Pew Research Center just conducted a study — encompassing 36 countries and over 80,000 respondents — that illustrates a drastic shift in the world’s religious population. In the U.S., Western Europe, and East Asia, a sizable percentage of the respondents reported that they were either no longer religious or had switched from the faith in which their parents raised them. Pew determined that, on average, at least one of every five adults has switched religions.
In the U.S., the Pew study revealed some interesting tidbits. Twenty-eight percent of adults reported that they have switched religions or become nonreligious. Moreover, 20% are now “unaffiliated,” which means they identify as agnostic, atheist, or spiritual but not religious. Most of those who became unaffiliated were raised Christian. In fact, the majority of the respondents who declared themselves agnostic, atheist, or otherwise nonreligious were raised Christian.

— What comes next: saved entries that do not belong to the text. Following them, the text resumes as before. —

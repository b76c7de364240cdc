// SPDX-License-Identifier: Apache-2.0

//! Generic tree materialisation on top of the event stream.
//!
//! [`PropertyListBuilder`] is an ordinary [`ParserDelegate`] that collects
//! events into a [`Value`]. Keys can be filtered with
//! [`PropertyListOptions`]; filtered values are skipped by the parser and
//! never materialised.
//!
//! ```rust
//! use jsonsax::{ParseOptions, Value};
//!
//! let value = jsonsax::from_str(r#"{"a": [1, 2.5, "x"], "b": null}"#, ParseOptions::STRICT)?;
//! assert_eq!(value.get("b"), Some(&Value::Null));
//! assert_eq!(value.to_string(), r#"{"a":[1,2.5,"x"],"b":null}"#);
//! # Ok::<(), jsonsax::ParseFailure>(())
//! ```

use core::fmt::Write as _;
use std::collections::{BTreeMap, HashSet};
use std::io::Read;

use crate::delegate::{ParseContext, ParserDelegate};
use crate::options::ParseOptions;
use crate::parse_error::{ParseError, ParseFailure};
use crate::parser::Parser;

pub type Map = BTreeMap<String, Value>;

/// A JSON value.
///
/// `Clone`, `PartialEq`, `Display` and `Drop` walk the tree with a heap
/// work-list, so any depth the parser accepts is safe to use.
#[derive(Debug, Default)]
pub enum Value {
    #[default]
    Null,
    Bool(bool),
    Integer(i64),
    Float(f64),
    String(String),
    Array(Vec<Value>),
    Object(Map),
}

impl Value {
    pub fn is_null(&self) -> bool {
        matches!(self, Value::Null)
    }

    pub fn as_bool(&self) -> Option<bool> {
        match self {
            Value::Bool(b) => Some(*b),
            _ => None,
        }
    }

    pub fn as_i64(&self) -> Option<i64> {
        match self {
            Value::Integer(i) => Some(*i),
            _ => None,
        }
    }

    /// Numeric value of an integer or a float.
    pub fn as_f64(&self) -> Option<f64> {
        match self {
            Value::Integer(i) => Some(*i as f64),
            Value::Float(f) => Some(*f),
            _ => None,
        }
    }

    pub fn as_str(&self) -> Option<&str> {
        match self {
            Value::String(s) => Some(s),
            _ => None,
        }
    }

    pub fn as_array(&self) -> Option<&[Value]> {
        match self {
            Value::Array(items) => Some(items),
            _ => None,
        }
    }

    pub fn as_object(&self) -> Option<&Map> {
        match self {
            Value::Object(map) => Some(map),
            _ => None,
        }
    }

    /// Member `key` of an object.
    pub fn get(&self, key: &str) -> Option<&Value> {
        self.as_object()?.get(key)
    }
}

impl From<bool> for Value {
    fn from(v: bool) -> Self {
        Value::Bool(v)
    }
}

impl From<i64> for Value {
    fn from(v: i64) -> Self {
        Value::Integer(v)
    }
}

impl From<f64> for Value {
    fn from(v: f64) -> Self {
        Value::Float(v)
    }
}

impl From<&str> for Value {
    fn from(v: &str) -> Self {
        Value::String(v.to_owned())
    }
}

impl From<String> for Value {
    fn from(v: String) -> Self {
        Value::String(v)
    }
}

impl From<Vec<Value>> for Value {
    fn from(v: Vec<Value>) -> Self {
        Value::Array(v)
    }
}

impl From<Map> for Value {
    fn from(v: Map) -> Self {
        Value::Object(v)
    }
}

fn write_escaped_string<W: core::fmt::Write>(src: &str, f: &mut W) -> core::fmt::Result {
    f.write_char('"')?;
    for c in src.chars() {
        match c {
            '"' => f.write_str("\\\"")?,
            '\\' => f.write_str("\\\\")?,
            '\n' => f.write_str("\\n")?,
            '\r' => f.write_str("\\r")?,
            '\t' => f.write_str("\\t")?,
            c if c.is_control() && (c as u32) <= 0xFFFF => write!(f, "\\u{:04X}", c as u32)?,
            _ => f.write_char(c)?,
        }
    }
    f.write_char('"')
}

/// Pending output of the compact writer.
enum Piece<'a> {
    Value(&'a Value),
    Key(&'a str),
    Text(&'static str),
}

/// Compact JSON.
impl core::fmt::Display for Value {
    fn fmt(&self, f: &mut core::fmt::Formatter<'_>) -> core::fmt::Result {
        let mut pending = vec![Piece::Value(self)];
        while let Some(piece) = pending.pop() {
            let value = match piece {
                Piece::Text(text) => {
                    f.write_str(text)?;
                    continue;
                }
                Piece::Key(key) => {
                    write_escaped_string(key, f)?;
                    f.write_char(':')?;
                    continue;
                }
                Piece::Value(value) => value,
            };
            match value {
                Value::Null => f.write_str("null")?,
                Value::Bool(b) => f.write_str(if *b { "true" } else { "false" })?,
                Value::Integer(i) => write!(f, "{i}")?,
                // JSON has no spelling for infinities.
                Value::Float(v) if !v.is_finite() => f.write_str("null")?,
                Value::Float(v) => write!(f, "{}", crate::Number::Float(*v))?,
                Value::String(s) => write_escaped_string(s, f)?,
                Value::Array(items) => {
                    f.write_char('[')?;
                    pending.push(Piece::Text("]"));
                    for (i, item) in items.iter().enumerate().rev() {
                        pending.push(Piece::Value(item));
                        if i > 0 {
                            pending.push(Piece::Text(","));
                        }
                    }
                }
                Value::Object(map) => {
                    f.write_char('{')?;
                    pending.push(Piece::Text("}"));
                    for (i, (key, item)) in map.iter().enumerate().rev() {
                        pending.push(Piece::Value(item));
                        pending.push(Piece::Key(key));
                        if i > 0 {
                            pending.push(Piece::Text(","));
                        }
                    }
                }
            }
        }
        Ok(())
    }
}

impl PartialEq for Value {
    fn eq(&self, other: &Self) -> bool {
        let mut pending = vec![(self, other)];
        while let Some(pair) = pending.pop() {
            match pair {
                (Value::Null, Value::Null) => {}
                (Value::Bool(a), Value::Bool(b)) if a == b => {}
                (Value::Integer(a), Value::Integer(b)) if a == b => {}
                (Value::Float(a), Value::Float(b)) if a == b => {}
                (Value::String(a), Value::String(b)) if a == b => {}
                (Value::Array(a), Value::Array(b)) if a.len() == b.len() => {
                    pending.extend(a.iter().zip(b));
                }
                (Value::Object(a), Value::Object(b)) if a.len() == b.len() => {
                    for ((key_a, a), (key_b, b)) in a.iter().zip(b) {
                        if key_a != key_b {
                            return false;
                        }
                        pending.push((a, b));
                    }
                }
                _ => return false,
            }
        }
        true
    }
}

/// A container being copied by [`Value::clone`].
enum CloneFrame<'a> {
    Array(Vec<Value>, core::slice::Iter<'a, Value>),
    Object {
        map: Map,
        members: std::collections::btree_map::Iter<'a, String, Value>,
        key: Option<String>,
    },
}

impl<'a> CloneFrame<'a> {
    fn accept(&mut self, value: Value) {
        match self {
            CloneFrame::Array(items, _) => items.push(value),
            CloneFrame::Object { map, key, .. } => {
                if let Some(key) = key.take() {
                    map.insert(key, value);
                }
            }
        }
    }

    fn next_child(&mut self) -> Option<&'a Value> {
        match self {
            CloneFrame::Array(_, rest) => rest.next(),
            CloneFrame::Object { members, key, .. } => {
                let (name, value) = members.next()?;
                *key = Some(name.clone());
                Some(value)
            }
        }
    }

    fn finish(self) -> Value {
        match self {
            CloneFrame::Array(items, _) => Value::Array(items),
            CloneFrame::Object { map, .. } => Value::Object(map),
        }
    }
}

impl Clone for Value {
    fn clone(&self) -> Self {
        let mut frames: Vec<CloneFrame<'_>> = Vec::new();
        let mut next = self;
        loop {
            let mut done = match next {
                Value::Null => Some(Value::Null),
                Value::Bool(b) => Some(Value::Bool(*b)),
                Value::Integer(i) => Some(Value::Integer(*i)),
                Value::Float(v) => Some(Value::Float(*v)),
                Value::String(s) => Some(Value::String(s.clone())),
                Value::Array(items) => {
                    let copy = Vec::with_capacity(items.len());
                    frames.push(CloneFrame::Array(copy, items.iter()));
                    None
                }
                Value::Object(map) => {
                    frames.push(CloneFrame::Object {
                        map: Map::new(),
                        members: map.iter(),
                        key: None,
                    });
                    None
                }
            };
            // Hand finished values to their parents until a frame has
            // another child to copy.
            loop {
                let Some(frame) = frames.last_mut() else {
                    return done.unwrap_or_default();
                };
                if let Some(value) = done.take() {
                    frame.accept(value);
                }
                if let Some(child) = frame.next_child() {
                    next = child;
                    break;
                }
                done = frames.pop().map(CloneFrame::finish);
            }
        }
    }
}

impl Drop for Value {
    fn drop(&mut self) {
        let mut pending = Vec::new();
        take_children(self, &mut pending);
        while let Some(mut value) = pending.pop() {
            take_children(&mut value, &mut pending);
        }
    }
}

/// Moves the members of a container into `pending`, leaving it empty.
fn take_children(value: &mut Value, pending: &mut Vec<Value>) {
    match value {
        Value::Array(items) => pending.append(items),
        Value::Object(map) => pending.extend(core::mem::take(map).into_values()),
        _ => {}
    }
}

/// Key filters for [`PropertyListBuilder`], applied at every depth.
#[derive(Debug, Clone, Default)]
pub struct PropertyListOptions {
    /// Members with these keys are left out.
    pub ignore_keys: HashSet<String>,
    /// When non-empty, only members with these keys are kept.
    pub consider_keys: HashSet<String>,
}

impl PropertyListOptions {
    pub fn new() -> Self {
        Self::default()
    }

    pub fn ignore<I, K>(mut self, keys: I) -> Self
    where
        I: IntoIterator<Item = K>,
        K: Into<String>,
    {
        self.ignore_keys.extend(keys.into_iter().map(Into::into));
        self
    }

    pub fn consider<I, K>(mut self, keys: I) -> Self
    where
        I: IntoIterator<Item = K>,
        K: Into<String>,
    {
        self.consider_keys.extend(keys.into_iter().map(Into::into));
        self
    }

    /// Whether the member `key` is filtered out.
    pub fn skips(&self, key: &str) -> bool {
        self.ignore_keys.contains(key)
            || (!self.consider_keys.is_empty() && !self.consider_keys.contains(key))
    }
}

#[derive(Debug)]
enum Frame {
    Array(Vec<Value>),
    Object { map: Map, key: Option<String> },
}

/// Builds a [`Value`] from parser events.
///
/// Open containers are kept on an explicit frame stack, so nesting depth
/// is bounded by memory only. A repeated key replaces the earlier member.
#[derive(Debug, Default)]
pub struct PropertyListBuilder {
    options: PropertyListOptions,
    frames: Vec<Frame>,
    root: Option<Value>,
}

impl PropertyListBuilder {
    pub fn new() -> Self {
        Self::default()
    }

    pub fn with_options(options: PropertyListOptions) -> Self {
        Self {
            options,
            ..Self::default()
        }
    }

    /// The finished document, `None` if parsing did not complete.
    pub fn into_value(self) -> Option<Value> {
        if self.frames.is_empty() {
            self.root
        } else {
            None
        }
    }

    fn insert(&mut self, value: Value) {
        match self.frames.last_mut() {
            None => self.root = Some(value),
            Some(Frame::Array(items)) => items.push(value),
            Some(Frame::Object { map, key }) => {
                if let Some(key) = key.take() {
                    map.insert(key, value);
                }
            }
        }
    }

    fn close(&mut self) {
        match self.frames.pop() {
            Some(Frame::Array(items)) => self.insert(Value::Array(items)),
            Some(Frame::Object { map, .. }) => self.insert(Value::Object(map)),
            None => {}
        }
    }
}

impl ParserDelegate for PropertyListBuilder {
    fn did_start_document(&mut self, _cx: &mut ParseContext) {
        self.frames.clear();
        self.root = None;
    }

    fn did_start_array(&mut self, _cx: &mut ParseContext) {
        self.frames.push(Frame::Array(Vec::new()));
    }

    fn did_end_array(&mut self, _cx: &mut ParseContext) {
        self.close();
    }

    fn did_start_object(&mut self, _cx: &mut ParseContext) {
        self.frames.push(Frame::Object {
            map: Map::new(),
            key: None,
        });
    }

    fn did_end_object(&mut self, _cx: &mut ParseContext) {
        self.close();
    }

    fn should_skip_value_for_key(&mut self, _cx: &mut ParseContext, key: &str) -> bool {
        self.options.skips(key)
    }

    fn found_key(&mut self, _cx: &mut ParseContext, key: &str) {
        if let Some(Frame::Object { key: slot, .. }) = self.frames.last_mut() {
            *slot = Some(key.to_owned());
        }
    }

    fn found_string(&mut self, _cx: &mut ParseContext, value: &str) {
        self.insert(Value::String(value.to_owned()));
    }

    fn found_integer(&mut self, _cx: &mut ParseContext, value: i64) {
        self.insert(Value::Integer(value));
    }

    fn found_float(&mut self, _cx: &mut ParseContext, value: f64) {
        self.insert(Value::Float(value));
    }

    fn found_bool(&mut self, _cx: &mut ParseContext, value: bool) {
        self.insert(Value::Bool(value));
    }

    fn found_null(&mut self, _cx: &mut ParseContext) {
        self.insert(Value::Null);
    }

    fn error(&mut self, _cx: &mut ParseContext, _error: &ParseError) {
        self.frames.clear();
        self.root = None;
    }
}

fn build(mut parser: Parser<'_>) -> Result<Value, ParseFailure> {
    let mut builder = PropertyListBuilder::new();
    parser.parse(&mut builder)?;
    Ok(builder.into_value().unwrap_or_default())
}

/// Parses `text` into a [`Value`].
pub fn from_str(text: &str, options: ParseOptions) -> Result<Value, ParseFailure> {
    build(Parser::from_str(text, options))
}

/// Parses bytes in any supported encoding, detected from the input.
pub fn from_slice(data: &[u8], options: ParseOptions) -> Result<Value, ParseFailure> {
    build(Parser::from_slice(data, None, options))
}

/// Parses everything `reader` yields.
pub fn from_reader<R: Read>(reader: R, options: ParseOptions) -> Result<Value, ParseFailure> {
    build(Parser::from_reader(reader, options))
}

Ryan Burge, a political scientist at East Illinois University, commented on this trend: “In the 1970s and 1980s, switching was pretty rare. Nearly 85% of folks who were raised Catholic were still a member of that faith group when they were interviewed. For Protestants it was even higher — more than 90%. About 80% of folks raised Protestant are still Protestant as adults.”
The Washington Times observes that while there is a significant peeling off of adults identifying as the faith of their childhoods, that doesn’t accurately reflect the reality of the faithful attendees on Sunday morning. Weekly attendance is holding steady and has actually increased somewhat since the 1990s. Perhaps Pew Research is merely reflecting the number of people who would be considered cultural Christians (i.e., people who only come to church on Easter and Christmas).

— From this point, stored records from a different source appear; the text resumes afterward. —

// SPDX-License-Identifier: Apache-2.0

//! Text encoding support.
//!
//! The scanner works on UTF-8. [`TranscodingSource`] sits between any other
//! [`ByteSource`] and the parser and converts UTF-16 or Latin-1 input on the
//! fly, dropping a leading byte order mark. The encoding can be given up front
//! or sniffed from the first bytes of the stream.

use crate::byte_source::{ByteSource, SourceError, SourceErrorKind};

const READ_CHUNK: usize = 4096;
const REPLACEMENT: char = '\u{FFFD}';

/// Text encodings accepted by [`TranscodingSource`].
#[derive(Debug, Clone, Copy, PartialEq, Eq, Hash)]
pub enum Encoding {
    Utf8,
    Utf16Le,
    Utf16Be,
    /// ISO-8859-1, every byte is the code point of the same value.
    Latin1,
}

impl Encoding {
    /// Guess the encoding from the first bytes of a document.
    ///
    /// Returns the encoding and the length of the byte order mark to drop.
    /// Byte order marks win; otherwise a zero byte in one of the first two
    /// positions means UTF-16 (JSON text starts with an ASCII character),
    /// and anything else is treated as UTF-8.
    pub fn sniff(prefix: &[u8]) -> (Encoding, usize) {
        match prefix {
            [0xEF, 0xBB, 0xBF, ..] => (Encoding::Utf8, 3),
            [0xFE, 0xFF, ..] => (Encoding::Utf16Be, 2),
            [0xFF, 0xFE, ..] => (Encoding::Utf16Le, 2),
            [0, b, ..] if *b != 0 => (Encoding::Utf16Be, 0),
            [b, 0, ..] if *b != 0 => (Encoding::Utf16Le, 0),
            _ => (Encoding::Utf8, 0),
        }
    }

    /// Byte order mark of this encoding, if it has one.
    pub const fn bom(&self) -> &'static [u8] {
        match self {
            Encoding::Utf8 => &[0xEF, 0xBB, 0xBF],
            Encoding::Utf16Le => &[0xFF, 0xFE],
            Encoding::Utf16Be => &[0xFE, 0xFF],
            Encoding::Latin1 => &[],
        }
    }

    pub const fn name(&self) -> &'static str {
        match self {
            Encoding::Utf8 => "utf-8",
            Encoding::Utf16Le => "utf-16le",
            Encoding::Utf16Be => "utf-16be",
            Encoding::Latin1 => "iso-8859-1",
        }
    }
}

impl core::str::FromStr for Encoding {
    type Err = SourceError;

    fn from_str(s: &str) -> Result<Self, Self::Err> {
        match s.to_ascii_lowercase().replace('_', "-").as_str() {
            "utf8" | "utf-8" => Ok(Encoding::Utf8),
            "utf16le" | "utf-16le" => Ok(Encoding::Utf16Le),
            "utf16be" | "utf-16be" => Ok(Encoding::Utf16Be),
            "latin1" | "latin-1" | "iso-8859-1" => Ok(Encoding::Latin1),
            _ => Err(SourceError::new(
                SourceErrorKind::Encoding,
                format!("unknown encoding '{s}'"),
            )),
        }
    }
}

/// A [`ByteSource`] adapter that re-encodes its inner source as UTF-8.
pub struct TranscodingSource<S> {
    inner: S,
    encoding: Option<Encoding>,
    bom_checked: bool,
    inner_done: bool,
    chunk: Vec<u8>,
    /// Input bytes not yet decoded (at most one odd byte for UTF-16).
    raw: Vec<u8>,
    /// Decoded UTF-8 waiting to be handed out.
    out: Vec<u8>,
    out_pos: usize,
    pending_high: Option<u16>,
}

impl<S: ByteSource> TranscodingSource<S> {
    /// Decode `inner` as `encoding`.
    pub fn new(inner: S, encoding: Encoding) -> Self {
        Self::with_encoding(inner, Some(encoding))
    }

    /// Decode `inner` in whatever encoding [`Encoding::sniff`] detects.
    pub fn detect(inner: S) -> Self {
        Self::with_encoding(inner, None)
    }

    pub(crate) fn with_encoding(inner: S, encoding: Option<Encoding>) -> Self {
        Self {
            inner,
            encoding,
            bom_checked: false,
            inner_done: false,
            chunk: vec![0u8; READ_CHUNK],
            raw: Vec::new(),
            out: Vec::new(),
            out_pos: 0,
            pending_high: None,
        }
    }

    /// The encoding in use, once known.
    pub fn encoding(&self) -> Option<Encoding> {
        self.encoding
    }

    fn serve(&mut self, buf: &mut [u8]) -> usize {
        let pending = self.out.get(self.out_pos..).unwrap_or_default();
        let n = pending.len().min(buf.len());
        if let (Some(dest), Some(src)) = (buf.get_mut(..n), pending.get(..n)) {
            dest.copy_from_slice(src);
            self.out_pos += n;
            n
        } else {
            0
        }
    }

    fn read_more(&mut self) -> Result<(), SourceError> {
        let n = self.inner.fill(&mut self.chunk)?;
        if n == 0 {
            self.inner_done = true;
        } else {
            self.raw
                .extend_from_slice(self.chunk.get(..n).unwrap_or(&self.chunk));
        }
        Ok(())
    }

    fn strip_bom(&mut self) {
        let (encoding, bom_len) = match self.encoding {
            Some(encoding) => {
                let bom = encoding.bom();
                let len = if !bom.is_empty() && self.raw.starts_with(bom) {
                    bom.len()
                } else {
                    0
                };
                (encoding, len)
            }
            None => {
                let (encoding, len) = Encoding::sniff(&self.raw);
                log::debug!("detected {} input", encoding.name());
                (encoding, len)
            }
        };
        self.raw.drain(..bom_len);
        self.encoding = Some(encoding);
        self.bom_checked = true;
    }

    fn push_char(&mut self, ch: char) {
        let mut utf8 = [0u8; 4];
        self.out.extend_from_slice(ch.encode_utf8(&mut utf8).as_bytes());
    }

    fn push_utf16_unit(&mut self, unit: u16) {
        let high = self.pending_high.take();
        match (high, unit) {
            (Some(high), 0xDC00..=0xDFFF) => {
                let code =
                    0x10000 + ((u32::from(high) & 0x3FF) << 10) + (u32::from(unit) & 0x3FF);
                self.push_char(char::from_u32(code).unwrap_or(REPLACEMENT));
            }
            (high, _) => {
                if high.is_some() {
                    self.push_char(REPLACEMENT);
                }
                match unit {
                    0xD800..=0xDBFF => self.pending_high = Some(unit),
                    0xDC00..=0xDFFF => self.push_char(REPLACEMENT),
                    _ => self.push_char(char::from_u32(u32::from(unit)).unwrap_or(REPLACEMENT)),
                }
            }
        }
    }

    fn decode(&mut self) {
        let raw = core::mem::take(&mut self.raw);
        let consumed = match self.encoding.unwrap_or(Encoding::Utf8) {
            Encoding::Utf8 => {
                self.out.extend_from_slice(&raw);
                raw.len()
            }
            Encoding::Latin1 => {
                for &byte in &raw {
                    self.push_char(char::from(byte));
                }
                raw.len()
            }
            Encoding::Utf16Le | Encoding::Utf16Be => {
                let big_endian = self.encoding == Some(Encoding::Utf16Be);
                let mut pairs = raw.chunks_exact(2);
                for pair in &mut pairs {
                    let bytes = [pair[0], pair[1]];
                    let unit = if big_endian {
                        u16::from_be_bytes(bytes)
                    } else {
                        u16::from_le_bytes(bytes)
                    };
                    self.push_utf16_unit(unit);
                }
                raw.len() - pairs.remainder().len()
            }
        };
        self.raw = raw;
        self.raw.drain(..consumed);
    }

    fn flush_tail(&mut self) -> Result<(), SourceError> {
        if self.pending_high.take().is_some() {
            self.push_char(REPLACEMENT);
        }
        if !self.raw.is_empty() {
            self.raw.clear();
            return Err(SourceError::new(
                SourceErrorKind::Encoding,
                "input ends inside a UTF-16 code unit",
            ));
        }
        Ok(())
    }
}

impl<S: ByteSource> ByteSource for TranscodingSource<S> {
    fn fill(&mut self, buf: &mut [u8]) -> Result<usize, SourceError> {
        if buf.is_empty() {
            return Ok(0);
        }
        loop {
            let served = self.serve(buf);
            if served > 0 {
                return Ok(served);
            }
            self.out.clear();
            self.out_pos = 0;

            if self.inner_done {
                self.flush_tail()?;
                if self.out.is_empty() {
                    return Ok(0);
                }
                continue;
            }

            self.read_more()?;
            if !self.bom_checked {
                if self.raw.len() < 4 && !self.inner_done {
                    continue;
                }
                self.strip_bom();
            }
            self.decode();
        }
    }
}

impl<S> core::fmt::Debug for TranscodingSource<S> {
    fn fmt(&self, f: &mut core::fmt::Formatter<'_>) -> core::fmt::Result {
        f.debug_struct("TranscodingSource")
            .field("encoding", &self.encoding)
            .field("inner_done", &self.inner_done)
            .finish_non_exhaustive()
    }
}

However, another Pew study suggests that the above is merely a hopeful notion. As our Douglas Andrews recently wrote:
It’s not just that our nation’s Christian numbers are declining; Christian practitioners are also declining. Among that 62% who describe themselves as Christian, only a third attend religious services even monthly, either in person or online.

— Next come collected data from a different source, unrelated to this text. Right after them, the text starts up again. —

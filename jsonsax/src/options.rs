// SPDX-License-Identifier: Apache-2.0

/// Parser option flags, fixed for the duration of one parse.
#[derive(Debug, Clone, Copy, PartialEq, Eq, Hash, Default)]
pub struct ParseOptions(u8);

impl ParseOptions {
    /// Relaxed mode: unquoted keys, comments and raw control characters in
    /// strings are accepted.
    pub const NONE: ParseOptions = ParseOptions(0);

    /// Reject everything that is not plain JSON.
    pub const STRICT: ParseOptions = ParseOptions(1 << 0);

    pub const fn bits(self) -> u8 {
        self.0
    }

    pub const fn contains(self, other: ParseOptions) -> bool {
        self.0 & other.0 == other.0
    }

    pub const fn is_strict(self) -> bool {
        self.contains(Self::STRICT)
    }
}

impl core::ops::BitOr for ParseOptions {
    type Output = ParseOptions;

    fn bitor(self, rhs: ParseOptions) -> ParseOptions {
        ParseOptions(self.0 | rhs.0)
    }
}

impl core::ops::BitOrAssign for ParseOptions {
    fn bitor_assign(&mut self, rhs: ParseOptions) {
        self.0 |= rhs.0;
    }
}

What happens when a people forgoes its Christian faith? We can get a good sense of this by peering across the pond. All across Europe, our decadent, self-loathing, post-Christian brothers are failing to reproduce and failing to defend their Western heritage. In Germany, the equivalent of the country’s Democrats and Republicans are colluding to ward off a conservative uprising in their recent national elections. And in Great Britain, the politicians are whitewashing the gang rapes of their young, working-class white girls by Pakistani men — all to hide the disastrous reality of their failed experiment in multiculturalism.
Ironically, those in Western Europe consider Americans far too puritanical in their notions of religion. They are taking moral relativism to its logical conclusion — which ultimately is chaos. Moral relativism states there is no Truth, only “your truth.” This is how nations like Germany can claim they are helping save democracy by squelching it. Human beings are very poor arbiters of Truth, which is why having an external, divine set of moral rules and guidelines is what sets the stage for a cultural renaissance.
There is also a great deal of blame to be laid at the feet of the Western church. It doesn’t matter whether that church is Protestant or Catholic — the deviation from Scriptural teachings and shying away from telling hard truths from the pulpit have left people confused, lost, and anchorless. In fearing to lose “seekers,” churches have become soft and inoffensive, altogether losing their potency. That is not to say that plenty of individual churches aren’t faithful and haven’t stayed the course, but there are a great many that are being led astray.
My fervent prayer is that the Western church is awakened from its slumber; that revival will break out across these United States so that we all can be a more united “nation under God.”